We can pass that book object off the the template.
And in our template we can create an image tag with something like src={{ book.cover_image.url }}
.
The book file will automatically generate the URL to our book for us.
The Static View¶
Let’s consider our root URL config.
This is the place you add global URLs.
The app URLs can be imported here.
There’s one sneaky thing Django does that you might not be aware of.
Django looks at the DEBUG
setting.
When it’s set to true, Django creates a url that points to static files.
It will look into each installed app and serve static files from the app if it finds them.
As soon as you set DEBUG = False
, all of our CSS and other static files have broken links:
Our secret URL for static files is gone. Django’s intention is that you will use your web server to serve the static files.
Media works the same way.
Let’s first change our DEBUG=True
back. Can we navigate to our media file?
We need to look under Django’s docs to see how to deal with serving files uploaded by a user during development.
Those docs suggest to add this to urls.py
:
/.../lending_library/lending_library/urls.py
from django.conf import settings
from django.conf.urls import include, url
from django.conf.urls.static import static
...
if settings.DEBUG:
urlpatterns += static(
settings.MEDIA_URL, document_root=settings.MEDIA_ROOT
)
This urlconf is identical to the one that Django itself adds for static files. We just have to do this one manually because Django does not assume we will want or need media files.
Now, your media files should be found.
Storages¶
One thing that is invisible to us that we pointed out earlier.
Our cover_image = models.ImageField()
contains a file object.
That file object has an attribute called storage
.
The default storage is an instance of the filesystem storage class from django.core.files.storage
.
But one of the available arguments to file fields is the storage class you wish to use.
You can use other storages that allow you to automatically place your files into CDNs, an AWS S3 bucket, or any number of other scenarios.
There is a package called django storages
that implements quite a number of these useful storages.

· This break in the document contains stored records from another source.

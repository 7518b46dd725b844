//! Stream framing for [`tokio_util::codec::Framed`].
//!
//! [`ServerCodec`] is the engine side of a connection (requests in, responses
//! out); [`ClientCodec`] is the other end, used by the aux link and by tools.
//! Both stop at the first [`FrameError`]; the caller drops the stream.

use bytes::BytesMut;
use tokio_util::codec::{Decoder, Encoder};

use crate::core::frame::{
    truncated_frame, Request, Response, MAX_PAYLOAD_SIZE, REQUEST_HEADER_LEN, RESPONSE_HEADER_LEN,
};
use crate::error::FrameError;

#[derive(Debug, Clone, Copy)]
pub struct ServerCodec {
    max_payload: usize,
}

impl ServerCodec {
    pub fn new(max_payload: usize) -> Self {
        Self { max_payload }
    }
}

impl Default for ServerCodec {
    fn default() -> Self {
        Self::new(MAX_PAYLOAD_SIZE)
    }
}

impl Decoder for ServerCodec {
    type Item = Request;
    type Error = FrameError;

    fn decode(&mut self, src: &mut BytesMut) -> Result<Option<Request>, FrameError> {
        Request::split_frame(src, self.max_payload)
    }

    fn decode_eof(&mut self, buf: &mut BytesMut) -> Result<Option<Request>, FrameError> {
        match self.decode(buf)? {
            Some(frame) => Ok(Some(frame)),
            None if buf.is_empty() => Ok(None),
            None => Err(truncated_frame(buf, REQUEST_HEADER_LEN)),
        }
    }
}

impl Encoder<Response> for ServerCodec {
    type Error = FrameError;

    fn encode(&mut self, item: Response, dst: &mut BytesMut) -> Result<(), FrameError> {
        item.encode(dst, self.max_payload)
    }
}

#[derive(Debug, Clone, Copy)]
pub struct ClientCodec {
    max_payload: usize,
}

impl ClientCodec {
    pub fn new(max_payload: usize) -> Self {
        Self { max_payload }
    }
}

impl Default for ClientCodec {
    fn default() -> Self {
        Self::new(MAX_PAYLOAD_SIZE)
    }
}

impl Decoder for ClientCodec {
    type Item = Response;
    type Error = FrameError;

    fn decode(&mut self, src: &mut BytesMut) -> Result<Option<Response>, FrameError> {
        Response::split_frame(src, self.max_payload)
    }

    fn decode_eof(&mut self, buf: &mut BytesMut) -> Result<Option<Response>, FrameError> {
        match self.decode(buf)? {
            Some(frame) => Ok(Some(frame)),
            None if buf.is_empty() => Ok(None),
            None => Err(truncated_frame(buf, RESPONSE_HEADER_LEN)),
        }
    }
}

impl Encoder<Request> for ClientCodec {
    type Error = FrameError;

    fn encode(&mut self, item: Request, dst: &mut BytesMut) -> Result<(), FrameError> {
        item.encode(dst, self.max_payload)
    }
}
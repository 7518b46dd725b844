//! # Utility Modules
//!
//! Supporting pieces shared by the listener, the engine and the aux link.
//!
//! ## Components
//! - **Logging**: `tracing-subscriber` setup driven by `LoggingConfig`
//! - **Metrics**: atomic counters for connections and request outcomes
//! - **Timeout**: default durations and async deadline wrappers

pub mod logging;
pub mod metrics;
pub mod timeout;

pub use logging::{init_logging, LoggingHandle};
pub use metrics::{Metrics, MetricsSnapshot};
//! `diagd`: serve the built-in command table on a Unix socket.
//!
//! ```text
//! diagd [CONFIG.toml]
//! diagd --print-config
//! ```
//!
//! `DIAGD_*` environment variables override values from the file.

use std::process::ExitCode;

use diag_engine::config::EngineConfig;
use diag_engine::error::Result;
use diag_engine::protocol::builtin;
use diag_engine::protocol::registry::RegistryBuilder;
use diag_engine::service::Daemon;
use diag_engine::utils::logging::init_logging;
use tracing::error;

fn load_config(arg: Option<&str>) -> Result<EngineConfig> {
    let config = match arg {
        Some(path) => EngineConfig::from_file(path)?,
        None => EngineConfig::default(),
    };
    config.with_env_overrides()
}

async fn run(config: EngineConfig) -> Result<()> {
    let registry = RegistryBuilder::new().common_table(builtin::common_table());
    Daemon::build(config, registry).await?.run().await
}

#[tokio::main]
async fn main() -> ExitCode {
    let arg = std::env::args().nth(1);
    if arg.as_deref() == Some("--print-config") {
        print!("{}", EngineConfig::example_config());
        return ExitCode::SUCCESS;
    }

    let config = match load_config(arg.as_deref()) {
        Ok(config) => config,
        Err(e) => {
            eprintln!("diagd: {e}");
            return ExitCode::FAILURE;
        }
    };

    let _logging = match init_logging(&config.logging) {
        Ok(handle) => handle,
        Err(e) => {
            eprintln!("diagd: {e}");
            return ExitCode::FAILURE;
        }
    };

    match run(config).await {
        Ok(()) => ExitCode::SUCCESS,
        Err(e) => {
            error!(error = %e, "diagd exited with an error");
            ExitCode::FAILURE
        }
    }
}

This allows you to place your files on CDNs if you want, and this can vastly speed up your static files loading around the world.
Testing Tricks¶
One last word, testing file uploads is tricky.
Take a look at the Factory Boy image field to make this easier.
Be aware that values like upload_to
and MEDIA_ROOT
values don’t automatically change while you are testing.
But remember that the settings you have are writable.
You can alter them at test time.
You may want to mess around with settings so that your test files go to /tmp
or something like that.
See the documentation on overriding settings for ideas on how to do this.